WHAT THE TASK REQUIRES: Write out each line of the records that has "BytesMut" in it.

BEGIN ENTRIES SHOWN

//! Timing and capacity settings for the client loops.

use std::time::Duration;

/// Default capacity of the queue between the reader and event loops.
pub const DEFAULT_QUEUE_CAPACITY: usize = 1024;
/// Default window in which `auth_success` must be called.
pub const DEFAULT_AUTH_TIMEOUT: Duration = Duration::from_secs(10);
/// Default interval between heartbeats.
pub const DEFAULT_HEARTBEAT_INTERVAL: Duration = Duration::from_secs(15);
/// Default bound on the best-effort close frame sent during teardown.
pub const DEFAULT_CLOSE_FRAME_TIMEOUT: Duration = Duration::from_secs(1);

const MIN_DURATION: Duration = Duration::from_millis(1);

/// Settings applied to every connection a client runs.
///
/// # Default Values
/// - `queue_capacity`: 1024 messages
/// - `auth_timeout`: 10 seconds
/// - `heartbeat_interval`: 15 seconds
/// - `close_frame_timeout`: 1 second
///
/// # Examples
///
/// ```
/// use std::time::Duration;
///
/// use opframe::client::ClientConfig;
///
/// let config = ClientConfig {
///     heartbeat_interval: Duration::from_secs(30),
///     ..ClientConfig::default()
/// };
/// assert_eq!(config.queue_capacity, 1024);
/// ```
#[derive(Clone, Copy, Debug, PartialEq, Eq)]
pub struct ClientConfig {
    /// Messages buffered between the reader and event loops before the
    /// reader waits.
    pub queue_capacity: usize,
    /// Time from loop start within which authentication must succeed.
    pub auth_timeout: Duration,
    /// Interval between heartbeats.
    pub heartbeat_interval: Duration,
    /// How long teardown waits for the close frame to be written.
    pub close_frame_timeout: Duration,
}

impl Default for ClientConfig {
    fn default() -> Self {
        Self {
            queue_capacity: DEFAULT_QUEUE_CAPACITY,
            auth_timeout: DEFAULT_AUTH_TIMEOUT,
            heartbeat_interval: DEFAULT_HEARTBEAT_INTERVAL,
            close_frame_timeout: DEFAULT_CLOSE_FRAME_TIMEOUT,
        }
    }
}

impl ClientConfig {
    /// Clamp settings to values the loops can run with.
    ///
    /// The queue holds at least one message and every duration is at least
    /// one millisecond; `tokio::time::interval` panics on a zero period.
    ///
    /// # Examples
    ///
    /// ```
    /// use std::time::Duration;
    ///
    /// use opframe::client::ClientConfig;
    ///
    /// let config = ClientConfig {
    ///     queue_capacity: 0,
    ///     heartbeat_interval: Duration::ZERO,
    ///     ..ClientConfig::default()
    /// }
    /// .normalized();
    /// assert_eq!(config.queue_capacity, 1);
    /// assert_eq!(config.heartbeat_interval, Duration::from_millis(1));
    /// ```
    #[must_use]
    pub fn normalized(mut self) -> Self {
        self.queue_capacity = self.queue_capacity.max(1);
        self.auth_timeout = self.auth_timeout.max(MIN_DURATION);
        self.heartbeat_interval = self.heartbeat_interval.max(MIN_DURATION);
        self.close_frame_timeout = self.close_frame_timeout.max(MIN_DURATION);
        self
    }
}

#[cfg(test)]
mod tests {
    use rstest::rstest;

    use super::*;

    #[test]
    fn defaults_match_protocol_timings() {
        let config = ClientConfig::default();
        assert_eq!(config.queue_capacity, 1024);
        assert_eq!(config.auth_timeout, Duration::from_secs(10));
        assert_eq!(config.heartbeat_interval, Duration::from_secs(15));
    }

    #[rstest]
    #[case(Duration::ZERO, MIN_DURATION)]
    #[case(Duration::from_secs(3), Duration::from_secs(3))]
    fn normalized_clamps_auth_timeout(#[case] input: Duration, #[case] expected: Duration) {
        let config = ClientConfig {
            auth_timeout: input,
            ..ClientConfig::default()
        }
        .normalized();
        assert_eq!(config.auth_timeout, expected);
    }

    #[test]
    fn normalized_keeps_valid_settings() {
        let config = ClientConfig::default();
        assert_eq!(config.normalized(), config);
    }
}
//! Loopback WebSocket server for end-to-end tests.

use std::net::SocketAddr;

use tokio::net::{TcpListener, TcpStream};
use tokio_tungstenite::{WebSocketStream, accept_async, tungstenite};

/// A bound listener that upgrades accepted connections to WebSocket.
#[derive(Debug)]
pub struct WsTestServer {
    listener: TcpListener,
    addr: SocketAddr,
}

impl WsTestServer {
    /// Bind to an ephemeral loopback port.
    ///
    /// # Errors
    ///
    /// Returns any error from binding the listener.
    pub async fn bind() -> std::io::Result<Self> {
        let listener = TcpListener::bind("127.0.0.1:0").await?;
        let addr = listener.local_addr()?;
        Ok(Self { listener, addr })
    }

    /// `ws://` URL clients should dial.
    #[must_use]
    pub fn url(&self) -> String { format!("ws://{}", self.addr) }

    /// Accept one connection and complete the WebSocket handshake.
    ///
    /// # Errors
    ///
    /// Returns the accept or handshake failure.
    pub async fn accept(&self) -> Result<WebSocketStream<TcpStream>, tungstenite::Error> {
        let (stream, _) = self.listener.accept().await?;
        accept_async(stream).await
    }
}

/// A `ws://` URL nothing listens on.
///
/// # Errors
///
/// Returns any error from binding the throwaway listener.
pub async fn unreachable_url() -> std::io::Result<String> {
    let listener = TcpListener::bind("127.0.0.1:0").await?;
    let addr = listener.local_addr()?;
    drop(listener);
    Ok(format!("ws://{addr}"))
}
//! Builder for [`Client`].

use std::{
    fmt,
    sync::{Arc, RwLock, atomic::AtomicBool},
};

use tracing::Span;

use super::{
    Client,
    ClientConfig,
    ClientError,
    CloseReason,
    DispatchTable,
    TracingConfig,
    close::{CloseHandler, Lifecycle},
    dispatch::HandlerError,
    runtime::ClientInner,
};
use crate::{
    proto::Message,
    transport::{Connector, WebSocketConnector},
};

/// Builder for [`Client`].
///
/// # Examples
///
/// ```
/// use std::time::Duration;
///
/// use opframe::{
///     client::{Client, ClientConfig},
///     proto::op,
/// };
///
/// let client = Client::builder()
///     .route(op::HEARTBEAT_REPLY, |_msg| Ok(()))
///     .expect("first registration succeeds")
///     .config(ClientConfig {
///         heartbeat_interval: Duration::from_secs(30),
///         ..ClientConfig::default()
///     })
///     .on_close(|_client, reason| eprintln!("closed: {reason}"))
///     .build();
/// assert!(!client.is_connected());
/// ```
pub struct ClientBuilder {
    dispatch: DispatchTable,
    config: ClientConfig,
    tracing: TracingConfig,
    span: Option<Span>,
    connector: Arc<dyn Connector>,
    on_close: Option<CloseHandler>,
}

impl Default for ClientBuilder {
    fn default() -> Self { Self::new() }
}

impl fmt::Debug for ClientBuilder {
    fn fmt(&self, f: &mut fmt::Formatter<'_>) -> fmt::Result {
        f.debug_struct("ClientBuilder")
            .field("dispatch", &self.dispatch)
            .field("config", &self.config)
            .field("tracing", &self.tracing)
            .field("on_close", &self.on_close.is_some())
            .finish_non_exhaustive()
    }
}

impl ClientBuilder {
    /// Create a builder with an empty dispatch table, default settings and
    /// the WebSocket connector.
    #[must_use]
    pub fn new() -> Self {
        Self {
            dispatch: DispatchTable::new(),
            config: ClientConfig::default(),
            tracing: TracingConfig::default(),
            span: None,
            connector: Arc::new(WebSocketConnector::default()),
            on_close: None,
        }
    }

    /// Replace the dispatch table.
    #[must_use]
    pub fn dispatch(mut self, dispatch: DispatchTable) -> Self {
        self.dispatch = dispatch;
        self
    }

    /// Register a handler for `operation`.
    ///
    /// # Errors
    ///
    /// Returns [`ClientError::DuplicateRoute`] if a handler for `operation`
    /// was already registered.
    pub fn route<F>(mut self, operation: u32, handler: F) -> Result<Self, ClientError>
    where
        F: Fn(&Message) -> Result<(), HandlerError> + Send + Sync + 'static,
    {
        self.dispatch = self.dispatch.route(operation, handler)?;
        Ok(self)
    }

    /// Replace the timing and capacity settings. Values are normalized when
    /// the client is built.
    #[must_use]
    pub fn config(mut self, config: ClientConfig) -> Self {
        self.config = config;
        self
    }

    /// Replace the tracing configuration.
    #[must_use]
    pub fn tracing_config(mut self, tracing: TracingConfig) -> Self {
        self.tracing = tracing;
        self
    }

    /// Set the span every client span and event is recorded under.
    ///
    /// Defaults to an `INFO` span named `opframe.client`.
    #[must_use]
    pub fn span(mut self, span: Span) -> Self {
        self.span = Some(span);
        self
    }

    /// Replace the connector used by [`Client::dial`].
    #[must_use]
    pub fn connector(mut self, connector: impl Connector + 'static) -> Self {
        self.connector = Arc::new(connector);
        self
    }

    /// Run `handler` once per completed teardown, after the connection has
    /// been released.
    #[must_use]
    pub fn on_close<F>(mut self, handler: F) -> Self
    where
        F: Fn(&Client, CloseReason) + Send + Sync + 'static,
    {
        self.on_close = Some(Arc::new(handler));
        self
    }

    /// Build the client. No connection is made until [`Client::dial`].
    #[must_use]
    pub fn build(self) -> Client {
        let span = self
            .span
            .unwrap_or_else(|| tracing::info_span!("opframe.client"));
        Client {
            inner: Arc::new(ClientInner {
                dispatch: self.dispatch,
                config: self.config.normalized(),
                tracing: self.tracing,
                span,
                connector: self.connector,
                on_close: self.on_close,
                authenticated: AtomicBool::new(false),
                transport: RwLock::new(None),
                lifecycle: RwLock::new(Lifecycle::new()),
            }),
        }
    }
}
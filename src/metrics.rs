//! Metric helpers for `opframe`.
//!
//! This module defines metric names and simple helper functions wrapping the
//! [`metrics`](https://docs.rs/metrics) crate. Without the `metrics` feature
//! every helper is a no-op.

#[cfg(feature = "metrics")]
use metrics::{counter, gauge};

use crate::client::CloseReason;

/// Name of the gauge tracking bound connections.
pub const CONNECTIONS_ACTIVE: &str = "opframe_connections_active";
/// Name of the counter tracking transport frames.
pub const FRAMES_PROCESSED: &str = "opframe_frames_processed_total";
/// Name of the counter tracking messages taken off the queue.
pub const MESSAGES_DISPATCHED: &str = "opframe_messages_dispatched_total";
/// Name of the counter tracking recoverable errors.
pub const ERRORS_TOTAL: &str = "opframe_errors_total";
/// Name of the counter tracking completed teardowns.
pub const CLOSES_TOTAL: &str = "opframe_closes_total";

/// Direction of frame processing.
#[derive(Clone, Copy, Debug)]
pub enum Direction {
    /// Frames received from the peer.
    Inbound,
    /// Frames sent to the peer.
    Outbound,
}

impl Direction {
    fn as_str(self) -> &'static str {
        match self {
            Direction::Inbound => "inbound",
            Direction::Outbound => "outbound",
        }
    }
}

/// What happened to a dequeued message.
#[derive(Clone, Copy, Debug)]
pub enum DispatchOutcome {
    /// A handler ran and succeeded.
    Handled,
    /// A handler ran and returned an error or panicked.
    Failed,
    /// No handler was registered for the operation.
    Unrouted,
}

impl DispatchOutcome {
    fn as_str(self) -> &'static str {
        match self {
            DispatchOutcome::Handled => "handled",
            DispatchOutcome::Failed => "failed",
            DispatchOutcome::Unrouted => "unrouted",
        }
    }
}

/// Category of a logged, non-fatal error.
#[derive(Clone, Copy, Debug)]
pub enum ErrorKind {
    /// A frame could not be decoded.
    Decode,
    /// Receiving from the transport failed.
    Read,
    /// Sending a frame failed.
    Send,
}

impl ErrorKind {
    fn as_str(self) -> &'static str {
        match self {
            ErrorKind::Decode => "decode",
            ErrorKind::Read => "read",
            ErrorKind::Send => "send",
        }
    }
}

/// Increment the bound connections gauge.
pub fn inc_connections() {
    #[cfg(feature = "metrics")]
    gauge!(CONNECTIONS_ACTIVE).increment(1.0);
}

/// Decrement the bound connections gauge.
pub fn dec_connections() {
    #[cfg(feature = "metrics")]
    gauge!(CONNECTIONS_ACTIVE).decrement(1.0);
}

/// Record a frame for the given direction.
pub fn inc_frames(direction: Direction) {
    #[cfg(feature = "metrics")]
    counter!(FRAMES_PROCESSED, "direction" => direction.as_str()).increment(1);
    #[cfg(not(feature = "metrics"))]
    let _ = direction.as_str();
}

/// Record a dequeued message and what became of it.
pub fn inc_dispatched(outcome: DispatchOutcome) {
    #[cfg(feature = "metrics")]
    counter!(MESSAGES_DISPATCHED, "outcome" => outcome.as_str()).increment(1);
    #[cfg(not(feature = "metrics"))]
    let _ = outcome.as_str();
}

/// Record a non-fatal error.
pub fn inc_errors(kind: ErrorKind) {
    #[cfg(feature = "metrics")]
    counter!(ERRORS_TOTAL, "kind" => kind.as_str()).increment(1);
    #[cfg(not(feature = "metrics"))]
    let _ = kind.as_str();
}

/// Record a completed teardown.
pub fn inc_closes(reason: CloseReason) {
    #[cfg(feature = "metrics")]
    counter!(CLOSES_TOTAL, "reason" => reason.as_str()).increment(1);
    #[cfg(not(feature = "metrics"))]
    let _ = reason.as_str();
}
//! Frame transports used by the client.
//!
//! A [`Connector`] opens one connection to one address. The resulting
//! [`Transport`] moves discrete [`Frame`]s and is shared by the reader loop
//! (which only calls [`Transport::recv`]) and everything that sends, so
//! implementations must allow a `recv` and a `send` to be in flight at the
//! same time.

use async_trait::async_trait;
use bytes::Bytes;
use thiserror::Error;

mod websocket;

pub use websocket::{WebSocketConnector, WebSocketTransport};

/// One unit delivered by a transport.
#[derive(Clone, Debug, PartialEq, Eq)]
pub enum Frame {
    /// Application data carrying zero or more encoded messages.
    Data(Bytes),
    /// Liveness check.
    Ping(Bytes),
    /// Liveness check reply.
    Pong(Bytes),
    /// Graceful shutdown notice.
    Close,
}

/// Transport errors.
///
/// Variants carry rendered messages rather than source errors so the value can
/// be cloned and handed to every caller of `Client::close`.
#[derive(Clone, Debug, Error, PartialEq, Eq)]
pub enum TransportError {
    /// Establishing the connection failed.
    #[error("connection failed: {0}")]
    Connect(String),
    /// The connection has already been closed.
    #[error("connection closed")]
    Closed,
    /// Reading or writing the stream failed.
    #[error("stream error: {0}")]
    Stream(String),
}

/// An established, frame-oriented connection.
#[async_trait]
pub trait Transport: Send + Sync {
    /// Wait for the next frame.
    ///
    /// Must be cancellation-safe: dropping a pending call must not lose a
    /// frame that was already read.
    async fn recv(&self) -> Result<Frame, TransportError>;

    /// Send one frame.
    async fn send(&self, frame: Frame) -> Result<(), TransportError>;

    /// Release the underlying connection.
    async fn close(&self) -> Result<(), TransportError>;
}

/// Opens transports to candidate addresses.
#[async_trait]
pub trait Connector: Send + Sync {
    /// Connect to `addr`.
    async fn connect(&self, addr: &str) -> Result<Box<dyn Transport>, TransportError>;
}
//! Packet codec for the operation-framed protocol.
//!
//! Every packet starts with a 16-byte big-endian header followed by the body:
//!
//! | field      | size | meaning                               |
//! |------------|------|---------------------------------------|
//! | packet len | u32  | header plus body                      |
//! | header len | u16  | always [`HEADER_LEN`] when encoding   |
//! | version    | u16  | body encoding, see `VERSION_*`        |
//! | operation  | u32  | operation code, see [`op`]            |
//! | sequence   | u32  | [`DEFAULT_SEQUENCE`] unless overridden |
//!
//! One transport frame may carry several packets back to back. A packet with
//! [`VERSION_ZLIB`] carries a zlib-deflated body that itself holds further
//! uncompressed packets; [`unpack`] flattens them in order.

use std::io::{self, Read, Write};

use bytes::{Buf, BufMut, Bytes, BytesMut};
use flate2::{Compression, read::ZlibDecoder, write::ZlibEncoder};

mod error;

pub use error::ProtoError;

/// Length of the packet header in bytes.
pub const HEADER_LEN: usize = 16;
const HEADER_LEN_FIELD: u16 = 16;

/// Sequence number stamped on client-originated packets.
pub const DEFAULT_SEQUENCE: u32 = 1;

/// Upper bound on the inflated size of one compressed body (16 MiB).
pub const MAX_INFLATED_LEN: usize = 16 * 1024 * 1024;

/// Plain body.
pub const VERSION_NORMAL: u16 = 0;
/// Zlib-deflated body containing further packets.
pub const VERSION_ZLIB: u16 = 2;
/// Brotli-compressed body.
///
/// Not decoded: [`unpack`] fails with [`ProtoError::UnsupportedVersion`] and
/// the client drops the whole frame, packets before and after included.
/// Servers that let the client pick the body encoding must be asked for zlib.
pub const VERSION_BROTLI: u16 = 3;

/// Well-known operation codes.
pub mod op {
    /// Client heartbeat.
    pub const HEARTBEAT: u32 = 2;
    /// Server reply to a heartbeat.
    pub const HEARTBEAT_REPLY: u32 = 3;
    /// Server-pushed application message.
    pub const SEND_MSG_REPLY: u32 = 5;
    /// Client authentication request.
    pub const AUTH: u32 = 7;
    /// Server reply to an authentication request.
    pub const AUTH_REPLY: u32 = 8;
}

/// One application message: an operation code and an opaque payload.
#[derive(Clone, Debug, PartialEq, Eq)]
pub struct Message {
    version: u16,
    operation: u32,
    sequence: u32,
    payload: Bytes,
}

impl Message {
    /// Build an uncompressed message.
    ///
    /// # Examples
    ///
    /// ```
    /// use opframe::proto::{DEFAULT_SEQUENCE, Message, op};
    ///
    /// let message = Message::new(DEFAULT_SEQUENCE, op::AUTH, &b"{}"[..]);
    /// assert_eq!(message.operation(), op::AUTH);
    /// assert_eq!(message.payload().as_ref(), b"{}");
    /// ```
    #[must_use]
    pub fn new(sequence: u32, operation: u32, payload: impl Into<Bytes>) -> Self {
        Self {
            version: VERSION_NORMAL,
            operation,
            sequence,
            payload: payload.into(),
        }
    }

    /// The zero-payload heartbeat sent on every heartbeat tick.
    #[must_use]
    pub fn heartbeat() -> Self { Self::new(DEFAULT_SEQUENCE, op::HEARTBEAT, Bytes::new()) }

    /// An authentication request carrying `payload`.
    #[must_use]
    pub fn auth(payload: impl Into<Bytes>) -> Self {
        Self::new(DEFAULT_SEQUENCE, op::AUTH, payload)
    }

    /// Pack `messages` into a single zlib-compressed message.
    ///
    /// # Errors
    ///
    /// Returns [`ProtoError::NestedCompression`] if any input is itself
    /// compressed, or [`ProtoError::Deflate`] if compression fails.
    pub fn compressed(messages: &[Message]) -> Result<Self, ProtoError> {
        let mut body = BytesMut::new();
        for message in messages {
            if message.version == VERSION_ZLIB {
                return Err(ProtoError::NestedCompression);
            }
            message.write_to(&mut body)?;
        }
        let mut encoder = ZlibEncoder::new(Vec::new(), Compression::default());
        encoder.write_all(&body).map_err(ProtoError::Deflate)?;
        let payload = encoder.finish().map_err(ProtoError::Deflate)?;
        Ok(Self {
            version: VERSION_ZLIB,
            operation: op::SEND_MSG_REPLY,
            sequence: 0,
            payload: Bytes::from(payload),
        })
    }

    /// Operation code selecting the handler for this message.
    #[must_use]
    pub fn operation(&self) -> u32 { self.operation }

    /// Sequence number from the packet header.
    #[must_use]
    pub fn sequence(&self) -> u32 { self.sequence }

    /// Body encoding version from the packet header.
    #[must_use]
    pub fn version(&self) -> u16 { self.version }

    /// Raw message body.
    #[must_use]
    pub fn payload(&self) -> &Bytes { &self.payload }

    /// Consume the message, returning its body.
    #[must_use]
    pub fn into_payload(self) -> Bytes { self.payload }

    /// Number of bytes [`to_bytes`](Self::to_bytes) produces.
    #[must_use]
    pub fn encoded_len(&self) -> usize { HEADER_LEN + self.payload.len() }

    /// Encode the message as one packet.
    ///
    /// # Errors
    ///
    /// Returns [`ProtoError::PayloadTooLarge`] if the packet length does not
    /// fit the 32-bit length field.
    pub fn to_bytes(&self) -> Result<Bytes, ProtoError> {
        let mut dst = BytesMut::with_capacity(self.encoded_len());
        self.write_to(&mut dst)?;
        Ok(dst.freeze())
    }

    fn write_to(&self, dst: &mut BytesMut) -> Result<(), ProtoError> {
        let packet_len = u32::try_from(self.encoded_len())
            .map_err(|_| ProtoError::PayloadTooLarge(self.payload.len()))?;
        dst.reserve(self.encoded_len());
        dst.put_u32(packet_len);
        dst.put_u16(HEADER_LEN_FIELD);
        dst.put_u16(self.version);
        dst.put_u32(self.operation);
        dst.put_u32(self.sequence);
        dst.extend_from_slice(&self.payload);
        Ok(())
    }
}

/// Decode every message carried by one transport frame.
///
/// Packets are returned in wire order; compressed packets are replaced by the
/// packets inside them.
///
/// # Errors
///
/// Returns a [`ProtoError`] if any packet is truncated, declares inconsistent
/// lengths, uses an unsupported version, or fails to inflate. No messages are
/// returned for a frame that fails to decode.
///
/// # Examples
///
/// ```
/// use opframe::proto::{Message, op, unpack};
///
/// let message = Message::new(1, op::SEND_MSG_REPLY, &b"hello"[..]);
/// let decoded = unpack(message.to_bytes().expect("encode")).expect("decode");
/// assert_eq!(decoded, vec![message]);
/// ```
pub fn unpack(buf: Bytes) -> Result<Vec<Message>, ProtoError> {
    let mut out = Vec::new();
    unpack_into(buf, false, &mut out)?;
    Ok(out)
}

fn unpack_into(mut buf: Bytes, nested: bool, out: &mut Vec<Message>) -> Result<(), ProtoError> {
    while !buf.is_empty() {
        if buf.len() < HEADER_LEN {
            return Err(ProtoError::Truncated {
                needed: HEADER_LEN,
                available: buf.len(),
            });
        }
        let mut header = &buf[..HEADER_LEN];
        let packet_len = header.get_u32();
        let header_len = header.get_u16();
        let version = header.get_u16();
        let operation = header.get_u32();
        let sequence = header.get_u32();

        let invalid = ProtoError::InvalidHeader {
            packet_len,
            header_len,
        };
        let head = usize::from(header_len);
        let Ok(total) = usize::try_from(packet_len) else {
            return Err(invalid);
        };
        if head < HEADER_LEN || total < head {
            return Err(invalid);
        }
        if total > buf.len() {
            return Err(ProtoError::Truncated {
                needed: total,
                available: buf.len(),
            });
        }

        let mut packet = buf.split_to(total);
        let body = packet.split_off(head);
        match version {
            VERSION_ZLIB if nested => return Err(ProtoError::NestedCompression),
            VERSION_ZLIB => unpack_into(inflate(&body)?, true, out)?,
            VERSION_BROTLI => return Err(ProtoError::UnsupportedVersion(version)),
            _ => out.push(Message {
                version,
                operation,
                sequence,
                payload: body,
            }),
        }
    }
    Ok(())
}

fn inflate(body: &[u8]) -> Result<Bytes, ProtoError> {
    let mut inflated = Vec::new();
    ZlibDecoder::new(body)
        .take(MAX_INFLATED_LEN as u64 + 1)
        .read_to_end(&mut inflated)
        .map_err(ProtoError::Inflate)?;
    if inflated.len() > MAX_INFLATED_LEN {
        return Err(ProtoError::Inflate(io::Error::new(
            io::ErrorKind::InvalidData,
            "inflated body exceeds limit",
        )));
    }
    Ok(Bytes::from(inflated))
}

#[cfg(test)]
mod tests;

END ENTRIES SHOWN

RESULT OF THIS EXERCISE:
use bytes::{Buf, BufMut, Bytes, BytesMut};
        let mut body = BytesMut::new();
        let mut dst = BytesMut::with_capacity(self.encoded_len());
    fn write_to(&self, dst: &mut BytesMut) -> Result<(), ProtoError> {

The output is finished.